## Exercise description
Copy the listing that follows, line for line, without a single difference.

## Stored data
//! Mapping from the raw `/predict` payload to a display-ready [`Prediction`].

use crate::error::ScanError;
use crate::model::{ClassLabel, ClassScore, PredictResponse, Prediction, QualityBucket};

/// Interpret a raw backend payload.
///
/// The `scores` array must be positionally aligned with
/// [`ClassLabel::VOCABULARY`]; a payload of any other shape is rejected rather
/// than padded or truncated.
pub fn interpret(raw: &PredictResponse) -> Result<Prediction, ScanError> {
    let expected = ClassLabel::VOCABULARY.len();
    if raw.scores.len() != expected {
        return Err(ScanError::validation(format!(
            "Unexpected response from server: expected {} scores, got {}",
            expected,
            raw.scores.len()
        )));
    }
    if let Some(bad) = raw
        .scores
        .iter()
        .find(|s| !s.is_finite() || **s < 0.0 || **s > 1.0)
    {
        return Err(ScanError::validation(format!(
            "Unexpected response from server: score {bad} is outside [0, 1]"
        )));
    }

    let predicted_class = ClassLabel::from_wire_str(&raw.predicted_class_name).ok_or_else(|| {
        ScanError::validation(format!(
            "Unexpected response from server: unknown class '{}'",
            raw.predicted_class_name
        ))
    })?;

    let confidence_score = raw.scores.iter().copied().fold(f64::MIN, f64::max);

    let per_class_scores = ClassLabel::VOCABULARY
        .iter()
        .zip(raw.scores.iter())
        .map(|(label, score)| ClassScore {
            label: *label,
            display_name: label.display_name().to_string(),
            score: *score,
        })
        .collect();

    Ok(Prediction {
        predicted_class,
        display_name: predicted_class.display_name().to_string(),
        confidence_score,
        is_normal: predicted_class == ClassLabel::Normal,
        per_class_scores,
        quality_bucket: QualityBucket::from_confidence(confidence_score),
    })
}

## Reply
//! Mapping from the raw `/predict` payload to a display-ready [`Prediction`].

use crate::error::ScanError;
use crate::model::{ClassLabel, ClassScore, PredictResponse, Prediction, QualityBucket};

/// Interpret a raw backend payload.
///
/// The `scores` array must be positionally aligned with
/// [`ClassLabel::VOCABULARY`]; a payload of any other shape is rejected rather
/// than padded or truncated.
pub fn interpret(raw: &PredictResponse) -> Result<Prediction, ScanError> {
    let expected = ClassLabel::VOCABULARY.len();
    if raw.scores.len() != expected {
        return Err(ScanError::validation(format!(
            "Unexpected response from server: expected {} scores, got {}",
            expected,
            raw.scores.len()
        )));
    }
    if let Some(bad) = raw
        .scores
        .iter()
        .find(|s| !s.is_finite() || **s < 0.0 || **s > 1.0)
    {
        return Err(ScanError::validation(format!(
            "Unexpected response from server: score {bad} is outside [0, 1]"
        )));
    }

    let predicted_class = ClassLabel::from_wire_str(&raw.predicted_class_name).ok_or_else(|| {
        ScanError::validation(format!(
            "Unexpected response from server: unknown class '{}'",
            raw.predicted_class_name
        ))
    })?;

    let confidence_score = raw.scores.iter().copied().fold(f64::MIN, f64::max);

    let per_class_scores = ClassLabel::VOCABULARY
        .iter()
        .zip(raw.scores.iter())
        .map(|(label, score)| ClassScore {
            label: *label,
            display_name: label.display_name().to_string(),
            score: *score,
        })
        .collect();

    Ok(Prediction {
        predicted_class,
        display_name: predicted_class.display_name().to_string(),
        confidence_score,
        is_normal: predicted_class == ClassLabel::Normal,
        per_class_scores,
        quality_bucket: QualityBucket::from_confidence(confidence_score),
    })
}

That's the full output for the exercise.